> **The problem**
In the entries that follow, the line with "filename src/core/clipboard.rs" opens the range and the line with "pub mod monitor;" closes it; repeat that range exactly, both lines included.

> **Data for analysis**
• • •
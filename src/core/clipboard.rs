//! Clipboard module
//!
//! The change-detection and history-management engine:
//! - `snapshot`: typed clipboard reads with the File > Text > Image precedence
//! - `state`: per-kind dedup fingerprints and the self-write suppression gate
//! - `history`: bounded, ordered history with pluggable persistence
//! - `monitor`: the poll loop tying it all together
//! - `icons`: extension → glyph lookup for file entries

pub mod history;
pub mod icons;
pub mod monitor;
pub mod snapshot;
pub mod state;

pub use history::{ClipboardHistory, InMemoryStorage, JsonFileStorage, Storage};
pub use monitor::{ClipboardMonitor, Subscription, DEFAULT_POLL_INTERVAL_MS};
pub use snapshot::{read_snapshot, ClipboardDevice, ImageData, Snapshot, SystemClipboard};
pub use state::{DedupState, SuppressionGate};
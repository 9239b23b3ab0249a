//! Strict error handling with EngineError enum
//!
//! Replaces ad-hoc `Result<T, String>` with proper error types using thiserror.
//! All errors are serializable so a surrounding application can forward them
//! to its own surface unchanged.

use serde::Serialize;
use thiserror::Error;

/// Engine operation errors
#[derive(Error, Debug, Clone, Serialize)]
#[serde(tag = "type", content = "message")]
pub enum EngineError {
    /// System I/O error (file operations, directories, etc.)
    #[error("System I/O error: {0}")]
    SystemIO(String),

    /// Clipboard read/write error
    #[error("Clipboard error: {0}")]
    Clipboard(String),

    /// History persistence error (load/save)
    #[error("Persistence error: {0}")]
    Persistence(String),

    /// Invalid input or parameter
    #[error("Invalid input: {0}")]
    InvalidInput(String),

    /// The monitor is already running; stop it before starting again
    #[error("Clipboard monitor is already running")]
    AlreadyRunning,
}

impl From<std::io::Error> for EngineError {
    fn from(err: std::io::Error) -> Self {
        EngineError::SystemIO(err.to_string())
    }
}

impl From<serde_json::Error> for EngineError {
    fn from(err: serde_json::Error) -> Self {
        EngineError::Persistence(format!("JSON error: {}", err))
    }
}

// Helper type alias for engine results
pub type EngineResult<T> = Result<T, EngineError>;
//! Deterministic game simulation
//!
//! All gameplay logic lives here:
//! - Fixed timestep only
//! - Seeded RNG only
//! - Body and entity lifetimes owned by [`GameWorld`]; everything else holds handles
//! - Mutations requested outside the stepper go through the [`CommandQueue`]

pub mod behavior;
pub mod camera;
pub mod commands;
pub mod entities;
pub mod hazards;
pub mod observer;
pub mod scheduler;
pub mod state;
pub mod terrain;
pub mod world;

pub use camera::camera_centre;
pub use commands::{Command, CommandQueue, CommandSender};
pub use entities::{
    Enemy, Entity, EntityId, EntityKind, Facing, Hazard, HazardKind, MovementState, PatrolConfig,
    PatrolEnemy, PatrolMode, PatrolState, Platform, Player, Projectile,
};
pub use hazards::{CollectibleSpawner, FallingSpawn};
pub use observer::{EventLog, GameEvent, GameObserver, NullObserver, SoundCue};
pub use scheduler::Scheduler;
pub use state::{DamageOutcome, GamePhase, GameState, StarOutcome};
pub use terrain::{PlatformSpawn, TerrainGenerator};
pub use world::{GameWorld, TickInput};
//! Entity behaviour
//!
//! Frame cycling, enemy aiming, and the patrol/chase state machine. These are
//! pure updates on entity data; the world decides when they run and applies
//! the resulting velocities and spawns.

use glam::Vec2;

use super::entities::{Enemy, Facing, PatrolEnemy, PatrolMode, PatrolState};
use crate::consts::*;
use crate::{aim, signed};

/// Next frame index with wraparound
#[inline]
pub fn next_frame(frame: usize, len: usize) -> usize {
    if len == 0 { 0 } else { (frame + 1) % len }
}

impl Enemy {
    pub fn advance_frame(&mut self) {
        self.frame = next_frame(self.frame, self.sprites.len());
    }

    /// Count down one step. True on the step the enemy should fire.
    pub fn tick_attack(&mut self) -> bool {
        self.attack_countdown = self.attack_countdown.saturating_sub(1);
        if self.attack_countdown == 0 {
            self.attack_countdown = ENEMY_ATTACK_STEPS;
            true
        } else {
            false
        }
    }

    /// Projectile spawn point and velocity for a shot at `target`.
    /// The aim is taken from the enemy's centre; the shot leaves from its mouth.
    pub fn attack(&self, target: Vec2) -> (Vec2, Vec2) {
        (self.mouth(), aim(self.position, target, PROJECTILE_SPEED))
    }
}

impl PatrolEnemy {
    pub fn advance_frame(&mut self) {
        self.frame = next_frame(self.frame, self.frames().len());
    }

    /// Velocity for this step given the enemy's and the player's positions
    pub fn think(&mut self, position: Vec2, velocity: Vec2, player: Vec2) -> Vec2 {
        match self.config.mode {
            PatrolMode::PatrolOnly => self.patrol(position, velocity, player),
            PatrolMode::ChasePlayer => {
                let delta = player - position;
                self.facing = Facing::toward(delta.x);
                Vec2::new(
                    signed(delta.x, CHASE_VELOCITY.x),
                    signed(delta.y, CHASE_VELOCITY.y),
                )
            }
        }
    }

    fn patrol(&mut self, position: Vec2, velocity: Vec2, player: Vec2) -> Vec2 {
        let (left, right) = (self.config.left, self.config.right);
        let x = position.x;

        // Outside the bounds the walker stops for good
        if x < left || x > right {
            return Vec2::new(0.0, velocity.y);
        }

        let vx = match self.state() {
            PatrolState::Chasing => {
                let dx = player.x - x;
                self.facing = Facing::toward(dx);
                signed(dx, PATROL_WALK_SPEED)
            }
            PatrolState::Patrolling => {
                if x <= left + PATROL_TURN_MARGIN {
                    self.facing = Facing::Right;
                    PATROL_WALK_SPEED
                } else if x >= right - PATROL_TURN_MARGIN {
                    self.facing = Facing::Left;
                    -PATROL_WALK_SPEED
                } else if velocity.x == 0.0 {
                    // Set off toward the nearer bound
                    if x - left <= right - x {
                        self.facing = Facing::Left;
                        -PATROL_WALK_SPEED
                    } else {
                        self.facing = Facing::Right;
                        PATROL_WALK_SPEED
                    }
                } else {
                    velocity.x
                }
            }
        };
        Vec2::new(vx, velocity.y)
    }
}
• • •
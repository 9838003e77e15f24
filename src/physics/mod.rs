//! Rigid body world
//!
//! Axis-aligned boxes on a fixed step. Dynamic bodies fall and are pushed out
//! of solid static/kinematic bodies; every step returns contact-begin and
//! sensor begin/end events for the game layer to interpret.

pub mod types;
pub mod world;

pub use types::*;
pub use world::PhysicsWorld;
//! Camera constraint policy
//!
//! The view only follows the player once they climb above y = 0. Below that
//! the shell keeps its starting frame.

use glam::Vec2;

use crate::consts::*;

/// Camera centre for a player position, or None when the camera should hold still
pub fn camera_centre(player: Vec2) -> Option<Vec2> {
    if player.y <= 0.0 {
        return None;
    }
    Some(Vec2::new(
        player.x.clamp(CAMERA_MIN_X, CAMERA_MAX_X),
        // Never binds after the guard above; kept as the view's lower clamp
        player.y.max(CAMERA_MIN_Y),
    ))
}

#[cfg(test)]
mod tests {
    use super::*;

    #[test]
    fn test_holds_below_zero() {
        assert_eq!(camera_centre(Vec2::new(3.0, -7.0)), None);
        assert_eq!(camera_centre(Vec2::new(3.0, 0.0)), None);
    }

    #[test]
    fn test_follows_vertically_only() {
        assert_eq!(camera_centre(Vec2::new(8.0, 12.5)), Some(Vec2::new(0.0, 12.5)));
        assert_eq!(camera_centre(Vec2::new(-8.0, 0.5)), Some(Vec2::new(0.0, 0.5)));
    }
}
• • •
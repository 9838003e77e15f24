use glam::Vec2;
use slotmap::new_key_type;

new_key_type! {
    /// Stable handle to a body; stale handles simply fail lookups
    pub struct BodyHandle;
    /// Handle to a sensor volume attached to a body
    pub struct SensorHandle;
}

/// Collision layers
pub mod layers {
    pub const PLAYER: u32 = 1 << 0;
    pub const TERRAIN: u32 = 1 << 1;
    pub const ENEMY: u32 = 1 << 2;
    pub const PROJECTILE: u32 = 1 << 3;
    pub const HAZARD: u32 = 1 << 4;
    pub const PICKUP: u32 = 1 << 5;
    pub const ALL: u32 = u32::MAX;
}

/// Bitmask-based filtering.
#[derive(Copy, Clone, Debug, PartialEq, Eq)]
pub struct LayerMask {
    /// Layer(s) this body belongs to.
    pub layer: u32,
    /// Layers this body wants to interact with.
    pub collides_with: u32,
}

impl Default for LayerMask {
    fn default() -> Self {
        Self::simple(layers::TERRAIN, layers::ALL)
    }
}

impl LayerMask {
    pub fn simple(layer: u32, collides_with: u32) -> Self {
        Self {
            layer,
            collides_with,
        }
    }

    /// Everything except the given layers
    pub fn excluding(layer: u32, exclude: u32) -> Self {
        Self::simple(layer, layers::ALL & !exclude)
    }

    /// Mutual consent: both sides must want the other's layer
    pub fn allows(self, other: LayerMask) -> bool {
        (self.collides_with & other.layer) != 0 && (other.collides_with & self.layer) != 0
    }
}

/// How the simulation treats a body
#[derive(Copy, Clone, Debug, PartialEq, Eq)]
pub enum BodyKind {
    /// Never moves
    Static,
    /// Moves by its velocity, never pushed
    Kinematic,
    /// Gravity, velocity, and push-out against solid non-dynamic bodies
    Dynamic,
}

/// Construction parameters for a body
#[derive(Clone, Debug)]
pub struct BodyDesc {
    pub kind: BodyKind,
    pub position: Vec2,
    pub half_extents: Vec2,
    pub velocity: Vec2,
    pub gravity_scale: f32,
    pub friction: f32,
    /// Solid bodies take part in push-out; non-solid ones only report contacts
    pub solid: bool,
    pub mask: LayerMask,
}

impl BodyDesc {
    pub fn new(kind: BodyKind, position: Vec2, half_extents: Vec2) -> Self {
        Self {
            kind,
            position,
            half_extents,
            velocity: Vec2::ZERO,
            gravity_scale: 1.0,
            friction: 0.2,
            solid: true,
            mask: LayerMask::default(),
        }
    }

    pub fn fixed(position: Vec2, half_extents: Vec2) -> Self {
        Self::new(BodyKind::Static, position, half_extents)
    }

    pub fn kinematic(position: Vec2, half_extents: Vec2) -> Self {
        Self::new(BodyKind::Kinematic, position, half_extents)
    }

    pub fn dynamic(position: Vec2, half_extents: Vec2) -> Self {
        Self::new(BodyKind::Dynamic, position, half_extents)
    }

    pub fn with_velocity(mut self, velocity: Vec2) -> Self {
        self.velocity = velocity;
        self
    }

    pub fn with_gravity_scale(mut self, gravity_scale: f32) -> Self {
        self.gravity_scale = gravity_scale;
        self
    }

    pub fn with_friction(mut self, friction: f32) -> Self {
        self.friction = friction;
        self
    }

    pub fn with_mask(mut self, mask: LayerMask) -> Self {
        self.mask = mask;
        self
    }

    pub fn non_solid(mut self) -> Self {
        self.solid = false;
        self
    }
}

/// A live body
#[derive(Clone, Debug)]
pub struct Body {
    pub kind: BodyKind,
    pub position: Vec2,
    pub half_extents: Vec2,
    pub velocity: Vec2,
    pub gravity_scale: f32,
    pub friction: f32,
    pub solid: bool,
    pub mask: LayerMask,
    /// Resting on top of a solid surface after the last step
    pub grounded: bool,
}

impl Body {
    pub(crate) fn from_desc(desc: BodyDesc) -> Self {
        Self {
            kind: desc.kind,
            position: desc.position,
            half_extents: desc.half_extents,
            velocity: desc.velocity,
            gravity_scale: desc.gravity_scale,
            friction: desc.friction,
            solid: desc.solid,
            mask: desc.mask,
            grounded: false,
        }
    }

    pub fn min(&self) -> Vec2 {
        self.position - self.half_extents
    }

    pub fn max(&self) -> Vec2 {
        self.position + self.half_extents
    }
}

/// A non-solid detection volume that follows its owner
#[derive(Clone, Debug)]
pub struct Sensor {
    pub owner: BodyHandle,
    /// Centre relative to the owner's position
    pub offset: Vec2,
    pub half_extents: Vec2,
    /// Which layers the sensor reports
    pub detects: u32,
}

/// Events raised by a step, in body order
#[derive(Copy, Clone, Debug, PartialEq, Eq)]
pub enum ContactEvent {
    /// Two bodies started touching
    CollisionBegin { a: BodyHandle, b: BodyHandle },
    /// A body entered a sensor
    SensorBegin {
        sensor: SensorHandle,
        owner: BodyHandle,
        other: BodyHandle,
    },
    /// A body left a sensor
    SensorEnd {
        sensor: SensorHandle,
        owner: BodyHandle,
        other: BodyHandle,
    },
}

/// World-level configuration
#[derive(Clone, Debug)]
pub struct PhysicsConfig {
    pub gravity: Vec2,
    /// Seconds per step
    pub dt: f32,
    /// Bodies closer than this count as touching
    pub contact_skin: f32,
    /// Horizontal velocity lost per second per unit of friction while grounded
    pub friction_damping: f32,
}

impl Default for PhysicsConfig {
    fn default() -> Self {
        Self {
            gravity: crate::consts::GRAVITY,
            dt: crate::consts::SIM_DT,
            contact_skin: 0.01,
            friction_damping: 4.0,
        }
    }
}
• • •
> **Output**
filename src/core/clipboard.rs
//! Clipboard module
//!
//! The change-detection and history-management engine:
//! - `snapshot`: typed clipboard reads with the File > Text > Image precedence
//! - `state`: per-kind dedup fingerprints and the self-write suppression gate
//! - `history`: bounded, ordered history with pluggable persistence
//! - `monitor`: the poll loop tying it all together
//! - `icons`: extension → glyph lookup for file entries

pub mod history;
pub mod icons;
pub mod monitor;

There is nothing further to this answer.